Problem: What you return should be the lines of the data containing "unwrap", each in full.

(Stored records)
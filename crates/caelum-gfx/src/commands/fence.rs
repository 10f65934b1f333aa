use std::rc::Rc;

use ash::vk;

use crate::foundation::{debug_messenger::DebugType, device::GfxDevice};

/// # Destroy
/// 可以 Clone，因此不在 Drop 中销毁，需要手动 destroy
#[derive(Clone)]
pub struct GfxFence {
    fence: vk::Fence,
    device: Rc<GfxDevice>,
}

impl DebugType for GfxFence {
    fn debug_type_name() -> &'static str {
        "GfxFence"
    }
    fn vk_handle(&self) -> impl vk::Handle {
        self.fence
    }
}

// new & destroy
impl GfxFence {
    /// # param
    /// * signaled - 是否创建时就 signaled
    pub fn new(device: Rc<GfxDevice>, signaled: bool, debug_name: &str) -> Self {
        let fence_flags = if signaled { vk::FenceCreateFlags::SIGNALED } else { vk::FenceCreateFlags::empty() };
        let fence = unsafe { device.create_fence(&vk::FenceCreateInfo::default().flags(fence_flags), None).unwrap() };

        let fence = Self { fence, device: device.clone() };
        device.set_debug_name(&fence, debug_name);
        fence
    }

    #[inline]
    pub fn destroy(self) {
        unsafe {
            self.device.destroy_fence(self.fence, None);
        }
    }
}

// getter
impl GfxFence {
    #[inline]
    pub fn handle(&self) -> vk::Fence {
        self.fence
    }
}

// tools
impl GfxFence {
    /// 阻塞等待 fence；超时为无限，GPU hang 视为致命错误
    #[inline]
    pub fn wait(&self) {
        unsafe {
            self.device.wait_for_fences(std::slice::from_ref(&self.fence), true, u64::MAX).unwrap();
        }
    }

    #[inline]
    pub fn reset(&self) {
        unsafe {
            self.device.reset_fences(std::slice::from_ref(&self.fence)).unwrap();
        }
    }
}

Answer space:
        let fence = unsafe { device.create_fence(&vk::FenceCreateInfo::default().flags(fence_flags), None).unwrap() };
            self.device.wait_for_fences(std::slice::from_ref(&self.fence), true, u64::MAX).unwrap();
            self.device.reset_fences(std::slice::from_ref(&self.fence)).unwrap();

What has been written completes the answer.